● EXERCISE INSTRUCTIONS: Only the lines with the string "trim" are needed; return each of them from the entries below.

● MATERIAL PROVIDED:
::::::::
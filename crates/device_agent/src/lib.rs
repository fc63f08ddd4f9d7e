use std::{
    sync::{
        atomic::{AtomicBool, Ordering},
        Arc,
    },
    time::{Duration, Instant},
};

use anyhow::{bail, Result};
use broker::{Broker, BrokerError, BrokerEvent, Qos};
use shared::{
    domain::{DeviceId, GroupId},
    protocol::{LoginResult, Topic, LOGIN_PAYLOAD, RENEW_PAYLOAD, SKIP_PAYLOAD},
};
use tokio::{
    sync::{
        mpsc::{self, error::TryRecvError},
        watch,
    },
    time::MissedTickBehavior,
};
use tracing::{debug, info, warn};

pub mod identity;

pub const BEACON_INTERVAL: Duration = Duration::from_secs(5);
pub const POLL_INTERVAL: Duration = Duration::from_millis(100);

#[derive(Debug, Clone, PartialEq, Eq)]
pub enum AgentState {
    AwaitingNetwork,
    AwaitingLogin,
    LoggedIn { group_id: GroupId, api_url: String },
}

/// Flags shared with the rendering and touch side of the frame.
#[derive(Debug, Clone, Default)]
pub struct FrameSignals {
    refresh_pending: Arc<AtomicBool>,
    skip_requested: Arc<AtomicBool>,
}

impl FrameSignals {
    pub fn new() -> Self {
        Self::default()
    }

    pub fn request_skip(&self) {
        self.skip_requested.store(true, Ordering::SeqCst);
    }

    pub fn skip_requested(&self) -> bool {
        self.skip_requested.load(Ordering::SeqCst)
    }

    pub fn refresh_pending(&self) -> bool {
        self.refresh_pending.load(Ordering::SeqCst)
    }

    /// Consumes the refresh flag; the renderer calls this once per opportunity.
    pub fn take_refresh(&self) -> bool {
        self.refresh_pending.swap(false, Ordering::SeqCst)
    }

    fn request_refresh(&self) {
        self.refresh_pending.store(true, Ordering::SeqCst);
    }

    fn take_skip(&self) -> bool {
        self.skip_requested.swap(false, Ordering::SeqCst)
    }
}

pub struct DeviceAgent<B> {
    device_id: DeviceId,
    broker: B,
    signals: FrameSignals,
    state: AgentState,
    connected: bool,
    resubscribe: bool,
    last_beacon: Option<Instant>,
    beacon_interval: Duration,
    poll_interval: Duration,
}

impl<B: Broker> DeviceAgent<B> {
    pub fn new(device_id: DeviceId, broker: B, signals: FrameSignals) -> Self {
        Self {
            device_id,
            broker,
            signals,
            state: AgentState::AwaitingNetwork,
            connected: false,
            resubscribe: false,
            last_beacon: None,
            beacon_interval: BEACON_INTERVAL,
            poll_interval: POLL_INTERVAL,
        }
    }

    pub fn with_intervals(mut self, beacon: Duration, poll: Duration) -> Self {
        self.beacon_interval = beacon;
        self.poll_interval = poll;
        self
    }

    pub fn state(&self) -> &AgentState {
        &self.state
    }

    pub fn signals(&self) -> &FrameSignals {
        &self.signals
    }

    pub async fn handle_event(&mut self, event: BrokerEvent, now: Instant) -> Result<(), BrokerError> {
        match event {
            BrokerEvent::Connected => {
                info!(device_id = %self.device_id, "network up");
                self.connected = true;
                self.resubscribe = true;
                if self.state == AgentState::AwaitingNetwork {
                    self.state = AgentState::AwaitingLogin;
                }
                if self.state == AgentState::AwaitingLogin {
                    // Beacon right away instead of waiting out the interval.
                    self.last_beacon = None;
                }
                self.poll(now).await
            }
            BrokerEvent::Disconnected => {
                warn!(device_id = %self.device_id, "network lost");
                self.connected = false;
                Ok(())
            }
            BrokerEvent::Message { topic, payload } => self.handle_message(&topic, &payload).await,
        }
    }

    async fn handle_message(&mut self, topic: &str, payload: &[u8]) -> Result<(), BrokerError> {
        let parsed = match Topic::parse(topic) {
            Ok(parsed) => parsed,
            Err(error) => {
                debug!(%topic, %error, "ignoring message outside the portrait namespace");
                return Ok(());
            }
        };

        match parsed {
            Topic::LoginResult(target) if target == self.device_id => match self.state {
                AgentState::AwaitingLogin => self.accept_login(payload).await?,
                _ => debug!("not awaiting login; ignoring login result"),
            },
            Topic::GroupRenew(renewed) => match self.state {
                AgentState::LoggedIn { group_id, .. } if group_id == renewed => {
                    if payload == RENEW_PAYLOAD {
                        debug!(%group_id, "renew received");
                        self.signals.request_refresh();
                    } else {
                        warn!(%group_id, "unexpected payload on renew topic");
                    }
                }
                _ => debug!(group_id = %renewed, "renew for another group"),
            },
            other => debug!(topic = %other, "ignoring message"),
        }
        Ok(())
    }

    async fn accept_login(&mut self, payload: &[u8]) -> Result<(), BrokerError> {
        let result = match LoginResult::from_payload(payload) {
            Ok(result) => result,
            Err(error) => {
                warn!(%error, "ignoring malformed login result");
                return Ok(());
            }
        };
        self.broker
            .subscribe(&Topic::GroupRenew(result.groupid).to_string())
            .await?;
        info!(group_id = %result.groupid, api_url = %result.api_url, "logged in");
        self.state = AgentState::LoggedIn {
            group_id: result.groupid,
            api_url: result.api_url,
        };
        self.signals.request_refresh();
        Ok(())
    }

    /// Outbound half of one loop iteration: pending resubscriptions, the login
    /// beacon while unanswered, and a pending skip gesture.
    pub async fn poll(&mut self, now: Instant) -> Result<(), BrokerError> {
        if !self.connected {
            return Ok(());
        }
        if self.resubscribe {
            self.subscribe_current().await?;
            self.resubscribe = false;
        }

        match &self.state {
            AgentState::AwaitingNetwork => {}
            AgentState::AwaitingLogin => {
                if self.signals.take_skip() {
                    debug!("skip gesture before login; dropped");
                }
                let due = self
                    .last_beacon
                    .map_or(true, |sent| now.duration_since(sent) >= self.beacon_interval);
                if due {
                    self.last_beacon = Some(now);
                    let topic = Topic::DeviceBeacon(self.device_id.clone()).to_string();
                    self.broker
                        .publish(&topic, LOGIN_PAYLOAD.to_vec(), Qos::AtMostOnce)
                        .await?;
                    debug!(%topic, "login beacon sent");
                }
            }
            AgentState::LoggedIn { group_id, .. } => {
                if self.signals.take_skip() {
                    let topic = Topic::Skip(*group_id).to_string();
                    // Fire and forget: the gesture is consumed even if the publish fails.
                    self.broker
                        .publish(&topic, SKIP_PAYLOAD.to_vec(), Qos::AtMostOnce)
                        .await?;
                    info!(%group_id, "skip requested");
                }
            }
        }
        Ok(())
    }

    async fn subscribe_current(&self) -> Result<(), BrokerError> {
        let topic = match &self.state {
            AgentState::AwaitingNetwork => return Ok(()),
            AgentState::AwaitingLogin => Topic::LoginResult(self.device_id.clone()),
            AgentState::LoggedIn { group_id, .. } => Topic::GroupRenew(*group_id),
        };
        self.broker.subscribe(&topic.to_string()).await?;
        debug!(%topic, "subscribed");
        Ok(())
    }

    /// Polls at a fixed period, taking at most one inbound event per
    /// iteration, until `shutdown` flips to `true`.
    pub async fn run(
        mut self,
        mut events: mpsc::Receiver<BrokerEvent>,
        mut shutdown: watch::Receiver<bool>,
    ) -> Result<()> {
        let mut ticker = tokio::time::interval(self.poll_interval);
        ticker.set_missed_tick_behavior(MissedTickBehavior::Skip);

        loop {
            tokio::select! {
                biased;

                changed = shutdown.changed() => {
                    if changed.is_err() || *shutdown.borrow() {
                        info!(device_id = %self.device_id, "device agent stopping");
                        return Ok(());
                    }
                }

                _ = ticker.tick() => {}
            }

            match events.try_recv() {
                Ok(event) => {
                    if let Err(error) = self.handle_event(event, Instant::now()).await {
                        warn!(%error, "broker event not applied");
                    }
                }
                Err(TryRecvError::Empty) => {}
                Err(TryRecvError::Disconnected) => bail!("broker event stream closed"),
            }

            if let Err(error) = self.poll(Instant::now()).await {
                warn!(%error, "device poll failed; retrying next iteration");
            }
        }
    }
}

#[cfg(test)]
#[path = "tests/lib_tests.rs"]
mod tests;
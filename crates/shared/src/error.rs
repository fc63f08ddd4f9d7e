use serde::{Deserialize, Serialize};
use thiserror::Error;

#[derive(Debug, Error, Clone, PartialEq, Eq)]
pub enum ProtocolError {
    #[error("topic '{0}' is outside the portrait namespace")]
    UnknownTopic(String),
    #[error("topic '{topic}' carries an invalid group id")]
    InvalidGroupId { topic: String },
    #[error("invalid device id '{0}'")]
    InvalidDeviceId(String),
    #[error("unexpected payload on '{topic}': {payload:?}")]
    UnexpectedPayload { topic: String, payload: String },
    #[error("topic '{0}' is not accepted in this direction")]
    WrongDirection(String),
    #[error("malformed login result: {0}")]
    MalformedLoginResult(String),
}

#[derive(Debug, Clone, Copy, PartialEq, Eq, Serialize, Deserialize)]
#[serde(rename_all = "snake_case")]
pub enum ErrorCode {
    Validation,
    NotFound,
    Upstream,
    Internal,
}

#[derive(Debug, Clone, Serialize, Deserialize)]
pub struct ApiError {
    pub code: ErrorCode,
    pub message: String,
}

impl ApiError {
    pub fn new(code: ErrorCode, message: impl Into<String>) -> Self {
        Self {
            code,
            message: message.into(),
        }
    }
}
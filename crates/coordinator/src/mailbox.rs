//! Debounced inbound requests, accumulated between coordinator ticks.

use std::collections::BTreeSet;

use chrono::{DateTime, Duration, Utc};
use parking_lot::Mutex;
use shared::{
    domain::{DeviceId, Group, GroupId},
    error::ProtocolError,
    protocol::InboundRequest,
};

/// Set of pending ids. Recording an id that is already pending is a no-op,
/// and draining hands back everything pending in a single swap.
pub struct Mailbox<K> {
    pending: Mutex<BTreeSet<K>>,
}

impl<K: Ord> Default for Mailbox<K> {
    fn default() -> Self {
        Self {
            pending: Mutex::new(BTreeSet::new()),
        }
    }
}

impl<K: Ord> Mailbox<K> {
    /// Returns `true` when the id was not already pending.
    pub fn record(&self, id: K) -> bool {
        self.pending.lock().insert(id)
    }

    pub fn record_all(&self, ids: impl IntoIterator<Item = K>) {
        self.pending.lock().extend(ids);
    }

    pub fn drain_all(&self) -> Vec<K> {
        std::mem::take(&mut *self.pending.lock())
            .into_iter()
            .collect()
    }

    pub fn len(&self) -> usize {
        self.pending.lock().len()
    }

    pub fn is_empty(&self) -> bool {
        self.pending.lock().is_empty()
    }
}

#[derive(Default)]
pub struct RequestStore {
    pub logins: Mailbox<DeviceId>,
    pub skips: Mailbox<GroupId>,
}

impl RequestStore {
    pub fn record(&self, request: InboundRequest) {
        match request {
            InboundRequest::Login(device_id) => {
                self.logins.record(device_id);
            }
            InboundRequest::Skip(group_id) => {
                self.skips.record(group_id);
            }
        }
    }

    pub fn record_message(&self, topic: &str, payload: &[u8]) -> Result<(), ProtocolError> {
        self.record(InboundRequest::parse(topic, payload)?);
        Ok(())
    }
}

/// Minimum spacing between two skip-triggered rollovers of one group,
/// measured from the group's last acknowledged skip.
#[derive(Debug, Clone, Copy)]
pub struct SkipCooldown {
    window: Duration,
}

impl SkipCooldown {
    pub fn new(window: Duration) -> Self {
        Self { window }
    }

    pub fn admits(&self, group: &Group, now: DateTime<Utc>) -> bool {
        group.skip_cooldown_elapsed(now, self.window)
    }
}

#[cfg(test)]
#[path = "tests/mailbox_tests.rs"]
mod tests;
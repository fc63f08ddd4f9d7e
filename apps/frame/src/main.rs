use std::{fs, path::PathBuf, time::Duration};

use anyhow::{Context, Result};
use broker::{MqttBroker, MqttConfig};
use clap::Parser;
use device_agent::{identity::device_id_from_machine_id, DeviceAgent, FrameSignals};
use shared::domain::DeviceId;
use tokio::{
    io::{AsyncBufReadExt, BufReader},
    sync::watch,
};
use tracing::{info, warn};
use tracing_subscriber::EnvFilter;

const RENDER_INTERVAL: Duration = Duration::from_millis(500);

/// Headless photo frame: type `skip` to advance the group, `quit` to exit.
#[derive(Parser, Debug)]
struct Args {
    #[arg(long, env = "MQTT_BROKER", default_value = "localhost")]
    broker: String,
    #[arg(long, env = "MQTT_PORT", default_value_t = 1883)]
    port: u16,
    #[arg(long, env = "MQTT_USER")]
    user: Option<String>,
    #[arg(long, env = "MQTT_PASSWORD")]
    password: Option<String>,
    /// Overrides the name derived from the machine id.
    #[arg(long)]
    device_id: Option<String>,
    #[arg(long, default_value = "/etc/machine-id")]
    machine_id_path: PathBuf,
}

#[tokio::main]
async fn main() -> Result<()> {
    tracing_subscriber::fmt()
        .with_env_filter(
            EnvFilter::try_from_default_env().unwrap_or_else(|_| EnvFilter::new("info")),
        )
        .init();
    let args = Args::parse();

    let device_id = resolve_device_id(&args)?;
    info!(%device_id, "starting frame");

    let mut config = MqttConfig::new(device_id.as_str(), &args.broker, args.port);
    config.username = args.user.clone();
    config.password = args.password.clone();
    let (broker, events, pump) = MqttBroker::connect(&config);

    let signals = FrameSignals::new();
    let agent = DeviceAgent::new(device_id, broker.clone(), signals.clone());
    let (shutdown_tx, shutdown_rx) = watch::channel(false);
    let mut agent_task = tokio::spawn(agent.run(events, shutdown_rx.clone()));
    let renderer = tokio::spawn(render_loop(signals.clone(), shutdown_rx));

    let mut lines = BufReader::new(tokio::io::stdin()).lines();
    loop {
        tokio::select! {
            signal = tokio::signal::ctrl_c() => {
                signal.context("failed to listen for shutdown signal")?;
                break;
            }
            joined = &mut agent_task => {
                let _ = shutdown_tx.send(true);
                joined.context("device agent panicked")??;
                return Ok(());
            }
            line = lines.next_line() => match line? {
                Some(line) if line.trim().eq_ignore_ascii_case("skip") => signals.request_skip(),
                Some(line) if line.trim().eq_ignore_ascii_case("quit") => break,
                Some(line) if line.trim().is_empty() => {}
                Some(line) => warn!(input = %line.trim(), "unknown command; use skip or quit"),
                None => break,
            },
        }
    }

    let _ = shutdown_tx.send(true);
    agent_task.await.context("device agent panicked")??;
    renderer.await.context("renderer panicked")?;
    if let Err(error) = broker.disconnect().await {
        warn!(%error, "mqtt disconnect failed");
    }
    pump.abort();
    Ok(())
}

fn resolve_device_id(args: &Args) -> Result<DeviceId> {
    if let Some(raw) = &args.device_id {
        return Ok(DeviceId::parse(raw)?);
    }
    let machine_id = fs::read_to_string(&args.machine_id_path).with_context(|| {
        format!(
            "failed to read machine id from '{}'; pass --device-id instead",
            args.machine_id_path.display()
        )
    })?;
    Ok(device_id_from_machine_id(&machine_id)?)
}

/// Stands in for the display: consumes refresh requests as they appear.
async fn render_loop(signals: FrameSignals, mut shutdown: watch::Receiver<bool>) {
    let mut ticker = tokio::time::interval(RENDER_INTERVAL);
    loop {
        tokio::select! {
            changed = shutdown.changed() => {
                if changed.is_err() || *shutdown.borrow() {
                    return;
                }
            }
            _ = ticker.tick() => {
                if signals.take_refresh() {
                    info!("refresh requested; fetching current image");
                }
            }
        }
    }
}
use async_trait::async_trait;
use thiserror::Error;

pub mod memory;
pub mod mqtt;

pub use memory::{MemoryBroker, MemoryClient, Published};
pub use mqtt::{MqttBroker, MqttConfig};

/// Capacity of the inbound event channel handed out by every broker.
pub const EVENT_CHANNEL_CAPACITY: usize = 1024;

#[derive(Debug, Clone, Copy, PartialEq, Eq)]
pub enum Qos {
    AtMostOnce,
    AtLeastOnce,
}

#[derive(Debug, Clone, PartialEq, Eq)]
pub enum BrokerEvent {
    /// The session is (re)established; subscriptions from an earlier session
    /// must be assumed lost.
    Connected,
    Disconnected,
    Message { topic: String, payload: Vec<u8> },
}

#[derive(Debug, Error, Clone, PartialEq, Eq)]
pub enum BrokerError {
    #[error("broker client is closed: {0}")]
    Closed(String),
    #[error("broker rejected {operation} on '{topic}'")]
    Rejected {
        operation: &'static str,
        topic: String,
    },
    #[error("broker request queue full; dropped {operation} on '{topic}'")]
    Backlogged {
        operation: &'static str,
        topic: String,
    },
}

#[async_trait]
pub trait Broker: Send + Sync {
    async fn subscribe(&self, filter: &str) -> Result<(), BrokerError>;
    async fn publish(&self, topic: &str, payload: Vec<u8>, qos: Qos) -> Result<(), BrokerError>;
}

/// MQTT topic filter matching with `+` (one level) and `#` (all remaining levels).
pub fn topic_matches(filter: &str, topic: &str) -> bool {
    let mut filter_levels = filter.split('/');
    let mut topic_levels = topic.split('/');
    loop {
        match (filter_levels.next(), topic_levels.next()) {
            (Some("#"), _) => return true,
            (Some("+"), Some(_)) => {}
            (Some(f), Some(t)) if f == t => {}
            (None, None) => return true,
            _ => return false,
        }
    }
}

#[cfg(test)]
#[path = "tests/lib_tests.rs"]
mod tests;
//! In-process broker with MQTT filter semantics. Used to run frames and the
//! coordinator against each other without a network.

use std::sync::Arc;

use async_trait::async_trait;
use parking_lot::Mutex;
use tokio::sync::mpsc;
use tracing::warn;

use crate::{topic_matches, Broker, BrokerError, BrokerEvent, Qos, EVENT_CHANNEL_CAPACITY};

#[derive(Debug, Clone, PartialEq, Eq)]
pub struct Published {
    pub client: String,
    pub topic: String,
    pub payload: Vec<u8>,
    pub qos: Qos,
}

struct Session {
    id: u64,
    name: String,
    filters: Vec<String>,
    events: mpsc::Sender<BrokerEvent>,
}

impl Session {
    fn deliver(&self, event: BrokerEvent) {
        if let Err(error) = self.events.try_send(event) {
            warn!(client = %self.name, %error, "dropping event for slow or closed client");
        }
    }
}

#[derive(Default)]
struct Hub {
    next_id: u64,
    sessions: Vec<Session>,
    published: Vec<Published>,
    fail_publishes: bool,
}

#[derive(Clone, Default)]
pub struct MemoryBroker {
    hub: Arc<Mutex<Hub>>,
}

impl MemoryBroker {
    pub fn new() -> Self {
        Self::default()
    }

    /// Opens a session; `Connected` is already queued on the returned receiver.
    pub fn connect(&self, name: impl Into<String>) -> (MemoryClient, mpsc::Receiver<BrokerEvent>) {
        let (events, receiver) = mpsc::channel(EVENT_CHANNEL_CAPACITY);
        let mut hub = self.hub.lock();
        hub.next_id += 1;
        let session = Session {
            id: hub.next_id,
            name: name.into(),
            filters: Vec::new(),
            events,
        };
        session.deliver(BrokerEvent::Connected);
        let client = MemoryClient {
            id: session.id,
            name: session.name.clone(),
            hub: Arc::clone(&self.hub),
        };
        hub.sessions.push(session);
        (client, receiver)
    }

    /// Simulates a broker restart: every session loses its subscriptions and
    /// observes a disconnect followed by a fresh connect.
    pub fn reconnect_all(&self) {
        let mut hub = self.hub.lock();
        hub.sessions.retain(|session| !session.events.is_closed());
        for session in &mut hub.sessions {
            session.filters.clear();
            session.deliver(BrokerEvent::Disconnected);
            session.deliver(BrokerEvent::Connected);
        }
    }

    pub fn set_fail_publishes(&self, fail: bool) {
        self.hub.lock().fail_publishes = fail;
    }

    pub fn published(&self) -> Vec<Published> {
        self.hub.lock().published.clone()
    }

    pub fn published_to(&self, topic: &str) -> Vec<Vec<u8>> {
        self.hub
            .lock()
            .published
            .iter()
            .filter(|published| published.topic == topic)
            .map(|published| published.payload.clone())
            .collect()
    }

    pub fn subscriptions(&self, client: &str) -> Vec<String> {
        self.hub
            .lock()
            .sessions
            .iter()
            .filter(|session| session.name == client)
            .flat_map(|session| session.filters.iter().cloned())
            .collect()
    }
}

#[derive(Clone)]
pub struct MemoryClient {
    id: u64,
    name: String,
    hub: Arc<Mutex<Hub>>,
}

#[async_trait]
impl Broker for MemoryClient {
    async fn subscribe(&self, filter: &str) -> Result<(), BrokerError> {
        let mut hub = self.hub.lock();
        let session = hub
            .sessions
            .iter_mut()
            .find(|session| session.id == self.id)
            .ok_or_else(|| BrokerError::Closed(format!("session '{}' is gone", self.name)))?;
        if !session.filters.iter().any(|existing| existing == filter) {
            session.filters.push(filter.to_string());
        }
        Ok(())
    }

    async fn publish(&self, topic: &str, payload: Vec<u8>, qos: Qos) -> Result<(), BrokerError> {
        let mut hub = self.hub.lock();
        if hub.fail_publishes {
            return Err(BrokerError::Rejected {
                operation: "publish",
                topic: topic.to_string(),
            });
        }
        for session in &hub.sessions {
            if session
                .filters
                .iter()
                .any(|filter| topic_matches(filter, topic))
            {
                session.deliver(BrokerEvent::Message {
                    topic: topic.to_string(),
                    payload: payload.clone(),
                });
            }
        }
        hub.published.push(Published {
            client: self.name.clone(),
            topic: topic.to_string(),
            payload,
            qos,
        });
        Ok(())
    }
}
::::::::
● TASK ANSWER:
                Some(line) if line.trim().eq_ignore_ascii_case("skip") => signals.request_skip(),
                Some(line) if line.trim().eq_ignore_ascii_case("quit") => break,
                Some(line) if line.trim().is_empty() => {}
                Some(line) => warn!(input = %line.trim(), "unknown command; use skip or quit"),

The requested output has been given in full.